Aielyn said:
I'm guessing you haven't studied statistics. Sampling works exactly as ioi has described, and the resulting numbers are typically scaled up directly (plus adjustments for known biases), rather than rounding roughly. Why? Because every time you round, you lose further information. And then when you sum over a lot of numbers, the error gets worse. Sampling error is bad enough as it is, you don't want to make it worse with rounding. Sampling error itself follows a fairly simple rule. To work out the margin of error for a 95% confidence interval, for a large population, you can approximate it using 0.98/sqrt(n), where n is the number of samples. So, for that BARB thing, a sample of 11,000 will provide a margin of error of 0.93%. But they'll still note that Strictly Come Dancing got 11.07 million, despite the 0.07 being within the margin of error. And they'll still list The One Show on Tuesday having higher ratings than The One Show on Monday despite the difference being 0.01 million, well below the margin of error. The reason is that people like things ranked. It's not the purpose of the site to rank them, but to provide the numbers. The ranking is for regular users, and makes for a bit more enjoyment from debating the numbers. |
Oh, I have studied statistics somewhat. What I'm saying is that the starting data is so small and insignificant, you cannot rationally expand it out to the nearest unit (or even 100s of units, possibly even 1000s) and rank titles. The data is just not there to support it. Unless I'm wrong, I have to imagine the differences in many of the reported publishings start out as miniscule. There is too much uncertainty to say one title sold X,XXX,XXX units. That's why the numbers are inherently misleading - because you don't have the data to support the precise findings. If you want to make the numbers seem like an estimate, as already stated, a better publishing would be to round the numbers. The numbers themselves would then imply doubt and imply a range of possible values. I think it would help credibility. Whether or not you want to keep the precise numbers in use internally for weekly additions or not, I don't know. But to me, the data collected is too small to measure out on a global scale.
ioi said:
What would your suggestion be as to how we do the top 20 for this chart then for example - http://www.vgchartz.com/weekly/41623/Global/? And yes, we do get data for more than 5000 unique titles each week. Most of the process is automated which is why errors can sometimes creep in with games being incorrectly combined, showing data before they are actually released (mistakedly counting pre-order data as sell-through) and so on but yes, we do collect raw data each week for more than 5000 games and extrapolate it all up. |
I honestly don't know what to do with a chart like that. You could possibly still "rank" them, but by using more general numbers, there would be a lot more "ties." What you'd end up with is a chart with very clear estimated numbers that shows a likely, general overview of the market. I really don't know.

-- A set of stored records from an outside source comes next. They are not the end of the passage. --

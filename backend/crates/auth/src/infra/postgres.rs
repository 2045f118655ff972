//! PostgreSQL Store Implementations

use chrono::{DateTime, Duration, Utc};
use sqlx::PgPool;
use uuid::Uuid;

use crate::domain::entity::{Identity, Session};
use crate::domain::repository::{CredentialStore, FailureState, SessionStore};
use crate::domain::value_object::{Email, Role, UserId, Username};
use crate::error::{AuthError, AuthResult};

/// PostgreSQL-backed auth store
#[derive(Clone)]
pub struct PgAuthStore {
    pool: PgPool,
}

impl PgAuthStore {
    pub fn new(pool: PgPool) -> Self {
        Self { pool }
    }
}

/// Map a unique-index violation to the duplicate error, pass the rest through
fn map_insert_error(err: sqlx::Error) -> AuthError {
    if let sqlx::Error::Database(db_err) = &err {
        if db_err.code().as_deref() == Some("23505") {
            return AuthError::DuplicateIdentity;
        }
    }
    AuthError::Database(err)
}

// ============================================================================
// Credential Store Implementation
// ============================================================================

const IDENTITY_COLUMNS: &str = r#"
    id,
    username,
    email,
    password_hash,
    role,
    is_active,
    email_verified,
    verification_token_hash,
    verification_expires_at,
    login_failed_count,
    locked_until,
    password_changed_at,
    last_login_at,
    created_at,
    updated_at
"#;

impl CredentialStore for PgAuthStore {
    async fn create(&self, identity: &Identity) -> AuthResult<()> {
        sqlx::query(
            r#"
            INSERT INTO identities (
                id,
                username,
                email,
                password_hash,
                role,
                is_active,
                email_verified,
                verification_token_hash,
                verification_expires_at,
                login_failed_count,
                locked_until,
                password_changed_at,
                last_login_at,
                created_at,
                updated_at
            ) VALUES ($1, $2, $3, $4, $5, $6, $7, $8, $9, $10, $11, $12, $13, $14, $15)
            "#,
        )
        .bind(identity.id.as_uuid())
        .bind(identity.username.as_str())
        .bind(identity.email.as_str())
        .bind(identity.password_hash.as_phc_string())
        .bind(identity.role.id())
        .bind(identity.is_active)
        .bind(identity.email_verified)
        .bind(&identity.verification_token_hash)
        .bind(identity.verification_expires_at)
        .bind(identity.login_failed_count)
        .bind(identity.locked_until)
        .bind(identity.password_changed_at)
        .bind(identity.last_login_at)
        .bind(identity.created_at)
        .bind(identity.updated_at)
        .execute(&self.pool)
        .await
        .map_err(map_insert_error)?;

        Ok(())
    }

    async fn find_by_id(&self, id: &UserId) -> AuthResult<Option<Identity>> {
        let row = sqlx::query_as::<_, IdentityRow>(&format!(
            "SELECT {IDENTITY_COLUMNS} FROM identities WHERE id = $1"
        ))
        .bind(id.as_uuid())
        .fetch_optional(&self.pool)
        .await?;

        row.map(|r| r.into_identity()).transpose()
    }

    async fn find_by_email(&self, email: &Email) -> AuthResult<Option<Identity>> {
        let row = sqlx::query_as::<_, IdentityRow>(&format!(
            "SELECT {IDENTITY_COLUMNS} FROM identities WHERE email = $1"
        ))
        .bind(email.as_str())
        .fetch_optional(&self.pool)
        .await?;

        row.map(|r| r.into_identity()).transpose()
    }

    async fn find_by_username(&self, username: &Username) -> AuthResult<Option<Identity>> {
        let row = sqlx::query_as::<_, IdentityRow>(&format!(
            "SELECT {IDENTITY_COLUMNS} FROM identities WHERE username = $1"
        ))
        .bind(username.as_str())
        .fetch_optional(&self.pool)
        .await?;

        row.map(|r| r.into_identity()).transpose()
    }

    async fn find_by_verification_hash(&self, token_hash: &str) -> AuthResult<Option<Identity>> {
        let row = sqlx::query_as::<_, IdentityRow>(&format!(
            "SELECT {IDENTITY_COLUMNS} FROM identities WHERE verification_token_hash = $1"
        ))
        .bind(token_hash)
        .fetch_optional(&self.pool)
        .await?;

        row.map(|r| r.into_identity()).transpose()
    }

    async fn exists_by_email(&self, email: &Email) -> AuthResult<bool> {
        let exists = sqlx::query_scalar::<_, bool>(
            "SELECT EXISTS(SELECT 1 FROM identities WHERE email = $1)",
        )
        .bind(email.as_str())
        .fetch_one(&self.pool)
        .await?;

        Ok(exists)
    }

    async fn exists_by_username(&self, username: &Username) -> AuthResult<bool> {
        let exists = sqlx::query_scalar::<_, bool>(
            "SELECT EXISTS(SELECT 1 FROM identities WHERE username = $1)",
        )
        .bind(username.as_str())
        .fetch_one(&self.pool)
        .await?;

        Ok(exists)
    }

    async fn update(&self, identity: &Identity) -> AuthResult<()> {
        sqlx::query(
            r#"
            UPDATE identities SET
                username = $2,
                email = $3,
                password_hash = $4,
                role = $5,
                is_active = $6,
                email_verified = $7,
                verification_token_hash = $8,
                verification_expires_at = $9,
                login_failed_count = $10,
                locked_until = $11,
                password_changed_at = $12,
                last_login_at = $13,
                updated_at = $14
            WHERE id = $1
            "#,
        )
        .bind(identity.id.as_uuid())
        .bind(identity.username.as_str())
        .bind(identity.email.as_str())
        .bind(identity.password_hash.as_phc_string())
        .bind(identity.role.id())
        .bind(identity.is_active)
        .bind(identity.email_verified)
        .bind(&identity.verification_token_hash)
        .bind(identity.verification_expires_at)
        .bind(identity.login_failed_count)
        .bind(identity.locked_until)
        .bind(identity.password_changed_at)
        .bind(identity.last_login_at)
        .bind(identity.updated_at)
        .execute(&self.pool)
        .await?;

        Ok(())
    }

    async fn delete(&self, id: &UserId) -> AuthResult<()> {
        sqlx::query("DELETE FROM identities WHERE id = $1")
            .bind(id.as_uuid())
            .execute(&self.pool)
            .await?;

        Ok(())
    }

    async fn record_login_failure(
        &self,
        id: &UserId,
        now: DateTime<Utc>,
        max_failures: i32,
        lockout: Duration,
    ) -> AuthResult<FailureState> {
        // Single UPDATE so concurrent failures never lose increments. All
        // CASE expressions read the pre-update row: an expired lock restarts
        // the counter at 1 (and lifts the lock even if this failure would
        // cross the threshold again); otherwise the counter increments, and
        // crossing the threshold sets a fresh lock.
        let lock_deadline = now + lockout;
        let row = sqlx::query_as::<_, (i32, Option<DateTime<Utc>>)>(
            r#"
            UPDATE identities SET
                login_failed_count = CASE
                    WHEN locked_until IS NOT NULL AND locked_until <= $2 THEN 1
                    ELSE login_failed_count + 1
                END,
                locked_until = CASE
                    WHEN locked_until IS NOT NULL AND locked_until <= $2 THEN NULL
                    WHEN login_failed_count + 1 >= $3 THEN $4
                    ELSE locked_until
                END,
                updated_at = $2
            WHERE id = $1
            RETURNING login_failed_count, locked_until
            "#,
        )
        .bind(id.as_uuid())
        .bind(now)
        .bind(max_failures)
        .bind(lock_deadline)
        .fetch_optional(&self.pool)
        .await?;

        let (failed_count, locked_until) = row.ok_or(AuthError::IdentityNotFound)?;

        Ok(FailureState {
            failed_count,
            locked_until,
        })
    }

    async fn list_all(&self) -> AuthResult<Vec<Identity>> {
        let rows = sqlx::query_as::<_, IdentityRow>(&format!(
            "SELECT {IDENTITY_COLUMNS} FROM identities ORDER BY created_at DESC"
        ))
        .fetch_all(&self.pool)
        .await?;

        rows.into_iter().map(|r| r.into_identity()).collect()
    }
}

// ============================================================================
// Session Store Implementation
// ============================================================================

const SESSION_COLUMNS: &str = r#"
    id,
    identity_id,
    token,
    ip,
    user_agent,
    is_active,
    expires_at,
    last_seen_at,
    created_at
"#;

impl SessionStore for PgAuthStore {
    async fn create(&self, session: &Session) -> AuthResult<()> {
        sqlx::query(
            r#"
            INSERT INTO sessions (
                id,
                identity_id,
                token,
                ip,
                user_agent,
                is_active,
                expires_at,
                last_seen_at,
                created_at
            ) VALUES ($1, $2, $3, $4, $5, $6, $7, $8, $9)
            "#,
        )
        .bind(session.id)
        .bind(session.identity_id.as_uuid())
        .bind(&session.token)
        .bind(&session.ip)
        .bind(&session.user_agent)
        .bind(session.is_active)
        .bind(session.expires_at)
        .bind(session.last_seen_at)
        .bind(session.created_at)
        .execute(&self.pool)
        .await?;

        Ok(())
    }

    async fn find_active_by_token(
        &self,
        token: &str,
        now: DateTime<Utc>,
    ) -> AuthResult<Option<Session>> {
        let row = sqlx::query_as::<_, SessionRow>(&format!(
            r#"
            SELECT {SESSION_COLUMNS} FROM sessions
            WHERE token = $1 AND is_active = TRUE AND expires_at > $2
            "#
        ))
        .bind(token)
        .bind(now)
        .fetch_optional(&self.pool)
        .await?;

        Ok(row.map(|r| r.into_session()))
    }

    async fn find_by_id(&self, session_id: Uuid) -> AuthResult<Option<Session>> {
        let row = sqlx::query_as::<_, SessionRow>(&format!(
            "SELECT {SESSION_COLUMNS} FROM sessions WHERE id = $1"
        ))
        .bind(session_id)
        .fetch_optional(&self.pool)
        .await?;

        Ok(row.map(|r| r.into_session()))
    }

    async fn list_active_for_user(
        &self,
        identity_id: &UserId,
        now: DateTime<Utc>,
    ) -> AuthResult<Vec<Session>> {
        let rows = sqlx::query_as::<_, SessionRow>(&format!(
            r#"
            SELECT {SESSION_COLUMNS} FROM sessions
            WHERE identity_id = $1 AND is_active = TRUE AND expires_at > $2
            ORDER BY created_at DESC
            "#
        ))
        .bind(identity_id.as_uuid())
        .bind(now)
        .fetch_all(&self.pool)
        .await?;

        Ok(rows.into_iter().map(|r| r.into_session()).collect())
    }

    async fn invalidate_by_token(&self, token: &str) -> AuthResult<bool> {
        let updated = sqlx::query(
            "UPDATE sessions SET is_active = FALSE WHERE token = $1 AND is_active = TRUE",
        )
        .bind(token)
        .execute(&self.pool)
        .await?
        .rows_affected();

        Ok(updated > 0)
    }

    async fn invalidate_by_id(&self, session_id: Uuid) -> AuthResult<bool> {
        let updated = sqlx::query(
            "UPDATE sessions SET is_active = FALSE WHERE id = $1 AND is_active = TRUE",
        )
        .bind(session_id)
        .execute(&self.pool)
        .await?
        .rows_affected();

        Ok(updated > 0)
    }

    async fn invalidate_all_for_user(
        &self,
        identity_id: &UserId,
        except: Option<Uuid>,
    ) -> AuthResult<u64> {
        let revoked = match except {
            Some(keep) => {
                sqlx::query(
                    r#"
                    UPDATE sessions SET is_active = FALSE
                    WHERE identity_id = $1 AND is_active = TRUE AND id != $2
                    "#,
                )
                .bind(identity_id.as_uuid())
                .bind(keep)
                .execute(&self.pool)
                .await?
                .rows_affected()
            }
            None => {
                sqlx::query(
                    "UPDATE sessions SET is_active = FALSE WHERE identity_id = $1 AND is_active = TRUE",
                )
                .bind(identity_id.as_uuid())
                .execute(&self.pool)
                .await?
                .rows_affected()
            }
        };

        Ok(revoked)
    }

    async fn touch(&self, session_id: Uuid, now: DateTime<Utc>) -> AuthResult<()> {
        sqlx::query("UPDATE sessions SET last_seen_at = $2 WHERE id = $1")
            .bind(session_id)
            .bind(now)
            .execute(&self.pool)
            .await?;

        Ok(())
    }

    async fn cleanup_expired(&self, now: DateTime<Utc>) -> AuthResult<u64> {
        let deleted = sqlx::query("DELETE FROM sessions WHERE expires_at <= $1")
            .bind(now)
            .execute(&self.pool)
            .await?
            .rows_affected();

        tracing::info!(sessions_deleted = deleted, "Cleaned up expired sessions");

        Ok(deleted)
    }
}

// ============================================================================
// Row Types for sqlx mapping
// ============================================================================

#[derive(sqlx::FromRow)]
struct IdentityRow {
    id: Uuid,
    username: String,
    email: String,
    password_hash: String,
    role: i16,
    is_active: bool,
    email_verified: bool,
    verification_token_hash: Option<String>,
    verification_expires_at: Option<DateTime<Utc>>,
    login_failed_count: i32,
    locked_until: Option<DateTime<Utc>>,
    password_changed_at: Option<DateTime<Utc>>,
    last_login_at: Option<DateTime<Utc>>,
    created_at: DateTime<Utc>,
    updated_at: DateTime<Utc>,
}

impl IdentityRow {
    fn into_identity(self) -> AuthResult<Identity> {
        let password_hash = platform::password::HashedPassword::from_phc_string(self.password_hash)
            .map_err(|e| AuthError::Internal(format!("Invalid stored password hash: {}", e)))?;

        Ok(Identity {
            id: UserId::from_uuid(self.id),
            username: Username::from_db(self.username),
            email: Email::from_db(self.email),
            password_hash,
            role: Role::from_id(self.role),
            is_active: self.is_active,
            email_verified: self.email_verified,
            verification_token_hash: self.verification_token_hash,
            verification_expires_at: self.verification_expires_at,
            login_failed_count: self.login_failed_count,
            locked_until: self.locked_until,
            password_changed_at: self.password_changed_at,
            last_login_at: self.last_login_at,
            created_at: self.created_at,
            updated_at: self.updated_at,
        })
    }
}

#[derive(sqlx::FromRow)]
struct SessionRow {
    id: Uuid,
    identity_id: Uuid,
    token: String,
    ip: Option<String>,
    user_agent: Option<String>,
    is_active: bool,
    expires_at: DateTime<Utc>,
    last_seen_at: DateTime<Utc>,
    created_at: DateTime<Utc>,
}

impl SessionRow {
    fn into_session(self) -> Session {
        Session {
            id: self.id,
            identity_id: UserId::from_uuid(self.identity_id),
            token: self.token,
            ip: self.ip,
            user_agent: self.user_agent,
            is_active: self.is_active,
            expires_at: self.expires_at,
            last_seen_at: self.last_seen_at,
            created_at: self.created_at,
        }
    }
}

The data gathering explanation page, though, I think, would go a long way in establishing credibility. Right now, the methodology page is way too vague. I'm just going to say right now that by reading it, I don't get a very positive impression of the methods and the numbers you're finding, and I'm probably not the only one. How many retail partners do you have? How many stores are you sampling data from? Are these worldwide? How do you represent regional differences? Do you have a wide range of stores representing different market interests? How many end users do you poll? When do you poll them? What's the demographic of these end users? How are you controlling bias?
My answer to all of those is negative. Because you don't explain and answer possible questions, I automatically assume it's because it would damage your repuation. So, I assume you don't have many retail partners. You don't collect data from very many stores, especially many different ones on a widespread, regional level. There aren't many end users surveyed. The ones that are polled are likely video game enthusiasts, likely frequenting this site. It seems very disorderly and not on a systematic level. Whether any of that's true or not, I don't know. But that's the impression I get. So, I think, expanding on that page would go a long way in helping the site.
EDIT: This took awhile, and I got behind. I'll answer your other post in a bit.